* [Task details] Below are records; say how many of their lines include the word "sqrt", giving nothing but the number.

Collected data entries
══════

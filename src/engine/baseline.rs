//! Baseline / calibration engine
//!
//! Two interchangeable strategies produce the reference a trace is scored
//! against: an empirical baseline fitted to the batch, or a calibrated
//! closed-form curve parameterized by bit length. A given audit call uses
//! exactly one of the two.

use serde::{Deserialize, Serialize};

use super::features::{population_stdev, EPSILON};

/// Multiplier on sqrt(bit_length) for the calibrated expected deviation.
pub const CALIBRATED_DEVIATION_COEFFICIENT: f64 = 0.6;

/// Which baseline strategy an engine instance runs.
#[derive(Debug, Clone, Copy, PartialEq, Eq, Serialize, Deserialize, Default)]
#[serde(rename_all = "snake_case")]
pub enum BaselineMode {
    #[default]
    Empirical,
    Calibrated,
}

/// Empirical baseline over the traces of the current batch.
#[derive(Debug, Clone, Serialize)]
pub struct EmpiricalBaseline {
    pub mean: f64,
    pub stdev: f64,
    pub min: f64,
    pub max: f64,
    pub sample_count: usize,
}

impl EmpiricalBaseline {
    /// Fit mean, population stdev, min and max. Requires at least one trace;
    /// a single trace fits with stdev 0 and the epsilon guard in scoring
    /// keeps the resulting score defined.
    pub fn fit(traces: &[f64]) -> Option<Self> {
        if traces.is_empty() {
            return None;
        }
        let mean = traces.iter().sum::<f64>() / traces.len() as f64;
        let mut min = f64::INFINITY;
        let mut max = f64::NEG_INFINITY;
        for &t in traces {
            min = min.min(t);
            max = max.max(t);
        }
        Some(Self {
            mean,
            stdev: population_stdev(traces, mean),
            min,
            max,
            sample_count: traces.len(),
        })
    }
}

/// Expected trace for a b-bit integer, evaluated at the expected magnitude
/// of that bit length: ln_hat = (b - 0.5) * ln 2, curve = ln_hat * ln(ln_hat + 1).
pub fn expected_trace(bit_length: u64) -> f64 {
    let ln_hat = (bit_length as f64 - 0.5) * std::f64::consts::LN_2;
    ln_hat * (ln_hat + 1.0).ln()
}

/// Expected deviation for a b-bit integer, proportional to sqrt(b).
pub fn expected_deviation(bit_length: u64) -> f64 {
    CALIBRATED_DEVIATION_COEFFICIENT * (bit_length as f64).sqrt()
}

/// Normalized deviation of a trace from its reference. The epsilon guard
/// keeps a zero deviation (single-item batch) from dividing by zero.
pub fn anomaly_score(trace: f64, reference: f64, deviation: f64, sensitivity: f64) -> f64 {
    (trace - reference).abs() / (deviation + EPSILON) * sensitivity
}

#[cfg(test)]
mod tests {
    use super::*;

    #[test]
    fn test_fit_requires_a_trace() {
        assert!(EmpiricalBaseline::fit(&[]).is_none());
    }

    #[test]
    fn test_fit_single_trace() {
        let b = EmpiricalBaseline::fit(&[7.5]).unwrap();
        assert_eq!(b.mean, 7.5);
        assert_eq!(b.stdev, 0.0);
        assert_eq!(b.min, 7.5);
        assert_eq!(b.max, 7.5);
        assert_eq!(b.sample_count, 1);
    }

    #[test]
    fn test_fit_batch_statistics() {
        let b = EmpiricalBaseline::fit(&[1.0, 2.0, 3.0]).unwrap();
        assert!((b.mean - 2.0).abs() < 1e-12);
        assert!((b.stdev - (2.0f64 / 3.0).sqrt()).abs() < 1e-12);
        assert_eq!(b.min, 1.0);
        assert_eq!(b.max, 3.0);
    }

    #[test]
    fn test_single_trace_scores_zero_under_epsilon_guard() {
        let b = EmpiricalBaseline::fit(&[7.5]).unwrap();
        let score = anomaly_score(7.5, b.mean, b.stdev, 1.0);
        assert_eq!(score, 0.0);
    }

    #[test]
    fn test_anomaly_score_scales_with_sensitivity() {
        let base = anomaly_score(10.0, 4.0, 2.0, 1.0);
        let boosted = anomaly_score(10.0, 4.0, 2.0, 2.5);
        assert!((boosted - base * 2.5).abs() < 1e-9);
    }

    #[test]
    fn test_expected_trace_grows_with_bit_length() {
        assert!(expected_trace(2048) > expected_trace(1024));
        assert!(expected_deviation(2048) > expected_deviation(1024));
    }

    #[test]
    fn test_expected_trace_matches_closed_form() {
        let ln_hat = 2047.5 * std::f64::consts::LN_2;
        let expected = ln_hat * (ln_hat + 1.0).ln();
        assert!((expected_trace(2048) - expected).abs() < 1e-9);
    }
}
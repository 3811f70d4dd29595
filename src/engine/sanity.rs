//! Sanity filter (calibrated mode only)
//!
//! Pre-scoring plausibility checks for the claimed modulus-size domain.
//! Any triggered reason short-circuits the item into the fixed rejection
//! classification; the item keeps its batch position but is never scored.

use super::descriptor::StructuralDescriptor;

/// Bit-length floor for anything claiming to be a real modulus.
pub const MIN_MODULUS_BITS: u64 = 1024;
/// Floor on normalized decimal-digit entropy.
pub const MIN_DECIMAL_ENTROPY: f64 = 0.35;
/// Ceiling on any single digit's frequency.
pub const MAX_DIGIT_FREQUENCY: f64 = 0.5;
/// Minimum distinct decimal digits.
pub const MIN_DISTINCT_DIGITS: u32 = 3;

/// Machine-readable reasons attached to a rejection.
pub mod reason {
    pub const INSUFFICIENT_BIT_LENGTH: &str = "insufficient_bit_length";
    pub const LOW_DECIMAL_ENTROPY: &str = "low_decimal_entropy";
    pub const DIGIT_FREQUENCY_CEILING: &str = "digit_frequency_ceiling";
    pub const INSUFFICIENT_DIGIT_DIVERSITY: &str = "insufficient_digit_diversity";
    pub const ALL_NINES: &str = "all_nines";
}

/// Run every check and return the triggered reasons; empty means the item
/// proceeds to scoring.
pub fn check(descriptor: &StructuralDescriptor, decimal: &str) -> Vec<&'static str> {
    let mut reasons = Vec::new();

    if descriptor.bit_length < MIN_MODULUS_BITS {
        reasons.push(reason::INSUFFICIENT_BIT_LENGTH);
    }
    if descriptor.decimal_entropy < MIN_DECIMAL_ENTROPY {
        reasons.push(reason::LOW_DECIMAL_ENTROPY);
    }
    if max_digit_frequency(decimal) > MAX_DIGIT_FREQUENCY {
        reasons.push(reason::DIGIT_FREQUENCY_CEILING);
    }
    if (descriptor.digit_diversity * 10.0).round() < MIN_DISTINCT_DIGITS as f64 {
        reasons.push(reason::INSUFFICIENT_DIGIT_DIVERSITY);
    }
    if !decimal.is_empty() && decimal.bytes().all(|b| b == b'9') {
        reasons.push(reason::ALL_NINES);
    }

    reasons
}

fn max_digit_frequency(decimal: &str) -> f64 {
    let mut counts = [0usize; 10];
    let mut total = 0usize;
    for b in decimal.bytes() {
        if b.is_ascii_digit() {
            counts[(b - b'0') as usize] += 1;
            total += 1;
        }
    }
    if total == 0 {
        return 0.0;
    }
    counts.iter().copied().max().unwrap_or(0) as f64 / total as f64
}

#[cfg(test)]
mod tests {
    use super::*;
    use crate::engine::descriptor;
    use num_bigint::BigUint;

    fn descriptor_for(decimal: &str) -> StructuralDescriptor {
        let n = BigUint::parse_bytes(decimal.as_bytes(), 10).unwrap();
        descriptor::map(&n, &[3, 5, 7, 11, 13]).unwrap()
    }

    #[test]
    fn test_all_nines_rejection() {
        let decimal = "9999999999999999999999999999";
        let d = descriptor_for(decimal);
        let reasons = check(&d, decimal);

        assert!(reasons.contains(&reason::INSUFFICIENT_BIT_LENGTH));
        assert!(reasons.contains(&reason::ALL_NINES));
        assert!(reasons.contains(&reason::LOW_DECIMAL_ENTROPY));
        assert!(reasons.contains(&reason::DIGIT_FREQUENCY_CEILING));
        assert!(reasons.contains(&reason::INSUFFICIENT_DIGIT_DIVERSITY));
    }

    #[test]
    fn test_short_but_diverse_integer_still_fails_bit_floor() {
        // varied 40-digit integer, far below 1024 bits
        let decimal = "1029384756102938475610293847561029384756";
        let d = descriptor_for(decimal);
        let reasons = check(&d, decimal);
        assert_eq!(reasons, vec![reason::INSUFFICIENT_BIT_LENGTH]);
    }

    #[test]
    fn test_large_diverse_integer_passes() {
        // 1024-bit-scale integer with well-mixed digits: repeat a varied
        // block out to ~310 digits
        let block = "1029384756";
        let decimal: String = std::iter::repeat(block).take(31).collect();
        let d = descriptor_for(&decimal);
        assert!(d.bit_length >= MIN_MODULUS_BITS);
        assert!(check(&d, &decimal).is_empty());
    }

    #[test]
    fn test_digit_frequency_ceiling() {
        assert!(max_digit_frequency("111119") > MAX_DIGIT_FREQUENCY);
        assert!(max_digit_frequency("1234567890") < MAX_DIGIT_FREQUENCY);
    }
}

══════

* [Response to this exercise] 4